Tema constante nos debates do evento foi a dicotomia brasileira em relação ao uso dos medicamentos. O país presencia uma epidemia do consumo com uma inequidade do acesso. “Mais movimento e menos medicamento. Às vezes o mais racional é não usar o medicamento e sim mudar o estilo de vida”, foi o que alertou Clarice Petramale, da gerência de Vigilância em Serviços de Saúde da ANVISA.
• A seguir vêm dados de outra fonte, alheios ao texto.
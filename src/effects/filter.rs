use std::fmt;
use std::str::FromStr;

use crate::foundation::error::{CompositorError, CompositorResult};

/// One CSS-style color filter function.
#[derive(Clone, Copy, Debug, PartialEq)]
pub enum FilterOp {
    /// `grayscale(a)`, `a` in `[0, 1]`.
    Grayscale(f32),
    /// `sepia(a)`, `a` in `[0, 1]`.
    Sepia(f32),
    /// `saturate(s)`, `s >= 0`; `1` is identity.
    Saturate(f32),
    /// `brightness(b)`, `b >= 0`; `1` is identity.
    Brightness(f32),
    /// `contrast(c)`, `c >= 0`; `1` is identity.
    Contrast(f32),
}

impl FilterOp {
    fn name(self) -> &'static str {
        match self {
            Self::Grayscale(_) => "grayscale",
            Self::Sepia(_) => "sepia",
            Self::Saturate(_) => "saturate",
            Self::Brightness(_) => "brightness",
            Self::Contrast(_) => "contrast",
        }
    }

    fn amount(self) -> f32 {
        match self {
            Self::Grayscale(v)
            | Self::Sepia(v)
            | Self::Saturate(v)
            | Self::Brightness(v)
            | Self::Contrast(v) => v,
        }
    }

    fn is_identity(self) -> bool {
        match self {
            Self::Grayscale(a) | Self::Sepia(a) => a == 0.0,
            Self::Saturate(v) | Self::Brightness(v) | Self::Contrast(v) => v == 1.0,
        }
    }

    /// Affine color transform (3x3 matrix + offset) from the W3C Filter Effects definitions.
    fn color_affine(self) -> ColorAffine {
        match self {
            Self::Grayscale(a) => {
                let s = 1.0 - a;
                ColorAffine::matrix([
                    [0.2126 + 0.7874 * s, 0.7152 - 0.7152 * s, 0.0722 - 0.0722 * s],
                    [0.2126 - 0.2126 * s, 0.7152 + 0.2848 * s, 0.0722 - 0.0722 * s],
                    [0.2126 - 0.2126 * s, 0.7152 - 0.7152 * s, 0.0722 + 0.9278 * s],
                ])
            }
            Self::Sepia(a) => {
                let s = 1.0 - a;
                ColorAffine::matrix([
                    [0.393 + 0.607 * s, 0.769 - 0.769 * s, 0.189 - 0.189 * s],
                    [0.349 - 0.349 * s, 0.686 + 0.314 * s, 0.168 - 0.168 * s],
                    [0.272 - 0.272 * s, 0.534 - 0.534 * s, 0.131 + 0.869 * s],
                ])
            }
            Self::Saturate(s) => ColorAffine::matrix([
                [0.213 + 0.787 * s, 0.715 - 0.715 * s, 0.072 - 0.072 * s],
                [0.213 - 0.213 * s, 0.715 + 0.285 * s, 0.072 - 0.072 * s],
                [0.213 - 0.213 * s, 0.715 - 0.715 * s, 0.072 + 0.928 * s],
            ]),
            Self::Brightness(b) => ColorAffine::scale(b, 0.0),
            Self::Contrast(c) => ColorAffine::scale(c, 0.5 - 0.5 * c),
        }
    }
}

impl fmt::Display for FilterOp {
    fn fmt(&self, f: &mut fmt::Formatter<'_>) -> fmt::Result {
        write!(f, "{}({})", self.name(), self.amount())
    }
}

#[derive(Clone, Copy, Debug)]
struct ColorAffine {
    m: [[f32; 3]; 3],
    offset: f32,
}

impl ColorAffine {
    fn matrix(m: [[f32; 3]; 3]) -> Self {
        Self { m, offset: 0.0 }
    }

    fn scale(k: f32, offset: f32) -> Self {
        Self {
            m: [[k, 0.0, 0.0], [0.0, k, 0.0], [0.0, 0.0, k]],
            offset,
        }
    }

    fn apply(&self, c: [f32; 3]) -> [f32; 3] {
        let mut out = [0.0f32; 3];
        for (i, row) in self.m.iter().enumerate() {
            let v = row[0] * c[0] + row[1] * c[1] + row[2] * c[2] + self.offset;
            out[i] = v.clamp(0.0, 1.0);
        }
        out
    }
}

const PRESETS: &[(&str, &[FilterOp])] = &[
    ("none", &[]),
    ("grayscale", &[FilterOp::Grayscale(1.0)]),
    ("sepia", &[FilterOp::Sepia(1.0)]),
    ("saturate", &[FilterOp::Saturate(2.0)]),
    ("bright", &[FilterOp::Brightness(1.25)]),
    (
        "vintage",
        &[
            FilterOp::Sepia(0.5),
            FilterOp::Contrast(1.1),
            FilterOp::Brightness(0.95),
        ],
    ),
    ("noir", &[FilterOp::Grayscale(1.0), FilterOp::Contrast(1.4)]),
];

/// Uniform visual transform applied to the cropped pixels before any overlay.
///
/// Parsed from CSS filter syntax (`"grayscale(100%) brightness(1.2)"`) or a preset name. An empty
/// list is the identity.
#[derive(Clone, Debug, Default, PartialEq, serde::Serialize, serde::Deserialize)]
#[serde(try_from = "String", into = "String")]
pub struct FilterSpec {
    ops: Vec<FilterOp>,
}

impl FilterSpec {
    /// The identity filter.
    pub fn identity() -> Self {
        Self::default()
    }

    /// A filter applying `ops` in order.
    pub fn new(ops: Vec<FilterOp>) -> Self {
        Self { ops }
    }

    /// Look up a named preset (`none`, `grayscale`, `sepia`, `saturate`, `bright`, `vintage`,
    /// `noir`).
    pub fn preset(name: &str) -> Option<Self> {
        let name = name.trim().to_ascii_lowercase();
        PRESETS
            .iter()
            .find(|(n, _)| *n == name)
            .map(|(_, ops)| Self::new(ops.to_vec()))
    }

    /// Names of all presets, in display order.
    pub fn preset_names() -> impl Iterator<Item = &'static str> {
        PRESETS.iter().map(|(n, _)| *n)
    }

    /// Parse CSS filter syntax or a preset name.
    pub fn parse(input: &str) -> CompositorResult<Self> {
        let s = input.trim();
        if s.is_empty() {
            return Ok(Self::identity());
        }
        if let Some(p) = Self::preset(s) {
            return Ok(p);
        }

        let mut ops = Vec::new();
        let mut rest = s;
        while !rest.is_empty() {
            let open = rest.find('(').ok_or_else(|| {
                CompositorError::validation(format!("unknown filter or preset '{rest}'"))
            })?;
            let close = rest[open..]
                .find(')')
                .map(|i| open + i)
                .ok_or_else(|| CompositorError::validation(format!("unclosed filter in '{s}'")))?;
            let name = rest[..open].trim().to_ascii_lowercase();
            let arg = rest[open + 1..close].trim();
            ops.push(parse_op(&name, arg)?);
            rest = rest[close + 1..].trim_start();
        }
        Ok(Self { ops })
    }

    /// The filter functions in application order.
    pub fn ops(&self) -> &[FilterOp] {
        &self.ops
    }

    /// `true` when applying the filter leaves every pixel unchanged.
    pub fn is_identity(&self) -> bool {
        self.ops.iter().all(|op| op.is_identity())
    }

    /// Apply the filter to premultiplied RGBA8 pixels in place. Alpha is preserved.
    pub(crate) fn apply_premul_in_place(&self, rgba8_premul: &mut [u8]) {
        if self.is_identity() {
            return;
        }
        let chain: Vec<ColorAffine> = self
            .ops
            .iter()
            .filter(|op| !op.is_identity())
            .map(|op| op.color_affine())
            .collect();

        for px in rgba8_premul.chunks_exact_mut(4) {
            let a = px[3];
            if a == 0 {
                continue;
            }
            let af = f32::from(a) / 255.0;
            let mut c = [
                (f32::from(px[0]) / 255.0 / af).min(1.0),
                (f32::from(px[1]) / 255.0 / af).min(1.0),
                (f32::from(px[2]) / 255.0 / af).min(1.0),
            ];
            for step in &chain {
                c = step.apply(c);
            }
            for i in 0..3 {
                px[i] = (c[i] * af * 255.0).round().clamp(0.0, 255.0) as u8;
            }
        }
    }
}

fn parse_op(name: &str, arg: &str) -> CompositorResult<FilterOp> {
    let amount = if arg.is_empty() {
        1.0
    } else {
        parse_amount(arg)?
    };
    if amount < 0.0 {
        return Err(CompositorError::validation(format!(
            "filter '{name}' amount must be >= 0, got {amount}"
        )));
    }
    match name {
        "grayscale" | "greyscale" => Ok(FilterOp::Grayscale(amount.min(1.0))),
        "sepia" => Ok(FilterOp::Sepia(amount.min(1.0))),
        "saturate" | "saturation" => Ok(FilterOp::Saturate(amount)),
        "brightness" => Ok(FilterOp::Brightness(amount)),
        "contrast" => Ok(FilterOp::Contrast(amount)),
        _ => Err(CompositorError::validation(format!(
            "unknown filter function '{name}'"
        ))),
    }
}

fn parse_amount(arg: &str) -> CompositorResult<f32> {
    let (num, divisor) = match arg.strip_suffix('%') {
        Some(n) => (n.trim(), 100.0),
        None => (arg, 1.0),
    };
    let v: f32 = num
        .parse()
        .map_err(|_| CompositorError::validation(format!("invalid filter amount '{arg}'")))?;
    if !v.is_finite() {
        return Err(CompositorError::validation(format!(
            "filter amount must be finite, got '{arg}'"
        )));
    }
    Ok(v / divisor)
}

impl FromStr for FilterSpec {
    type Err = CompositorError;

    fn from_str(s: &str) -> Result<Self, Self::Err> {
        Self::parse(s)
    }
}

impl TryFrom<String> for FilterSpec {
    type Error = CompositorError;

    fn try_from(value: String) -> Result<Self, Self::Error> {
        Self::parse(&value)
    }
}

impl From<FilterSpec> for String {
    fn from(f: FilterSpec) -> Self {
        f.to_string()
    }
}

impl fmt::Display for FilterSpec {
    fn fmt(&self, f: &mut fmt::Formatter<'_>) -> fmt::Result {
        if self.ops.is_empty() {
            return f.write_str("none");
        }
        for (i, op) in self.ops.iter().enumerate() {
            if i > 0 {
                f.write_str(" ")?;
            }
            write!(f, "{op}")?;
        }
        Ok(())
    }
}

#[cfg(test)]
#[path = "../../tests/unit/effects/filter.rs"]
mod tests;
Para a professora Lenita Wannmacher, especialista em seleção e uso de medicamentos, as listas de medicamentos essenciais são um dos elementos mais custo-efetivos na realidade sanitária atual. “Pela racionalidade dos custos existe a possibilidade de dar mais acesso à população”, segundo ela, quando se restringe o elenco, a qualidade do atendimento tende a melhorar e a segurança do fármaco é preservada. “Tira do panorama todos aqueles me-toos que não têm comprovação de real eficácia”, diz.
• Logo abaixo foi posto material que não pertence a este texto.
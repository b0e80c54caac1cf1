use std::path::{Path, PathBuf};
use std::time::{SystemTime, UNIX_EPOCH};

use anyhow::Context as _;

use crate::foundation::core::{PixelSize, Quality};
use crate::foundation::error::CompositorResult;

/// Final export artifact: owned JPEG bytes plus metadata.
///
/// Never retained by the compositor; the caller owns it after return.
#[derive(Clone, Debug, PartialEq, Eq)]
pub struct EncodedImage {
    bytes: Vec<u8>,
    size: PixelSize,
    quality_percent: u8,
    created_at_ms: u64,
}

impl EncodedImage {
    pub(crate) fn new(bytes: Vec<u8>, size: PixelSize, quality: Quality) -> Self {
        let created_at_ms = SystemTime::now()
            .duration_since(UNIX_EPOCH)
            .map(|d| d.as_millis() as u64)
            .unwrap_or(0);
        Self {
            bytes,
            size,
            quality_percent: quality.jpeg_scale(),
            created_at_ms,
        }
    }

    /// Encoded bytes.
    pub fn bytes(&self) -> &[u8] {
        &self.bytes
    }

    /// Take ownership of the encoded bytes.
    pub fn into_bytes(self) -> Vec<u8> {
        self.bytes
    }

    /// Pixel dimensions of the encoded raster.
    pub fn size(&self) -> PixelSize {
        self.size
    }

    /// JPEG quality on the `1..=100` scale used for encoding.
    pub fn quality_percent(&self) -> u8 {
        self.quality_percent
    }

    /// Milliseconds since the Unix epoch at which the artifact was encoded.
    pub fn created_at_ms(&self) -> u64 {
        self.created_at_ms
    }

    /// MIME type of [`EncodedImage::bytes`].
    pub fn mime_type(&self) -> &'static str {
        "image/jpeg"
    }

    /// xxh3 digest of the encoded bytes.
    pub fn fingerprint(&self) -> u64 {
        xxhash_rust::xxh3::xxh3_64(&self.bytes)
    }

    /// Download-friendly name, e.g. `photo-1718000000000-1a2b3c4d.jpg`.
    pub fn suggested_file_name(&self) -> String {
        format!(
            "photo-{}-{:08x}.jpg",
            self.created_at_ms,
            self.fingerprint() as u32
        )
    }

    /// Write the bytes to `path`, creating parent directories. If `path` is an existing
    /// directory, [`EncodedImage::suggested_file_name`] is used inside it.
    pub fn write_to(&self, path: impl AsRef<Path>) -> CompositorResult<PathBuf> {
        let path = path.as_ref();
        let target = if path.is_dir() {
            path.join(self.suggested_file_name())
        } else {
            path.to_path_buf()
        };
        if let Some(parent) = target.parent()
            && !parent.as_os_str().is_empty()
        {
            std::fs::create_dir_all(parent)
                .with_context(|| format!("create output dir '{}'", parent.display()))?;
        }
        std::fs::write(&target, &self.bytes)
            .with_context(|| format!("write jpeg '{}'", target.display()))?;
        Ok(target)
    }
}

#[cfg(test)]
#[path = "../../tests/unit/encode/artifact.rs"]
mod tests;
use super::*;

#[test]
fn empty_book_reports_font_unavailable() {
    let book = FontBook::empty();
    assert!(book.is_empty());
    let err = book.resolve("Standard").unwrap_err();
    assert!(matches!(err, CompositorError::FontUnavailable(_)));
}

#[test]
fn garbage_font_data_is_ignored() {
    let mut book = FontBook::empty();
    book.load_font_data(b"definitely not a font".to_vec());
    assert_eq!(book.face_count(), 0);
    assert!(book.resolve("anything").is_err());
}

#[test]
fn unknown_family_falls_back_when_any_face_exists() {
    let book = FontBook::with_system_fonts();
    if book.is_empty() {
        return;
    }
    let font = book
        .resolve("No Such Family Name For Galleria Tests")
        .unwrap();
    assert!(!font.exact);
    assert!(!font.bytes.is_empty());
}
Gestores de saúde, comprometidos com o uso racional de medicamentos, podem ser o alicerce fundamental para a internalização de Políticas Públicas Nacionais de Medicamentos nos Estados e Municípios. “É necessário pensar as listas de medicamentos como ferramenta de gestão”, foi o que sugeriu Sílvio César Machado, da Secretaria Estadual de Saúde do Espírito Santo.


Racionalizar, democratizar e nacionalizar

Estimular a produção nacional industrial de medicamentos essenciais. Incorporar no cotidiano dos sistemas de saúde, tanto público quanto privado, o conceito do uso racional. Formar recursos humanos de saúde com o comprometimento ético e desprovidos de conflitos de interesse. Fortalecer a atenção farmacêutica, a farmacovigilância e as Comissões de Farmácia e Terapêutica. Difundir no país a medicina baseada em evidências e as informações sobre medicamentos isentas, confiáveis e atualizadas.

O 2º Congresso Brasileiro sobre Uso Racional de Medicamentos caracterizou-se pela união de forças e idéias em torno de um objetivo comum. A Carta de Florianópolis, com 22 recomendações, produzida ao final das discussões, já pode ser considerada como um símbolo emblemático em prol da construção de políticas públicas em torno do uso correto dos medicamentos. “A próxima etapa é fazer com que as sugestões sejam implementadas na prática”, observou Norberto Rech, que foi o responsável pela redação final do documento e também um dos membros da Comissão Organizadora Nacional do evento.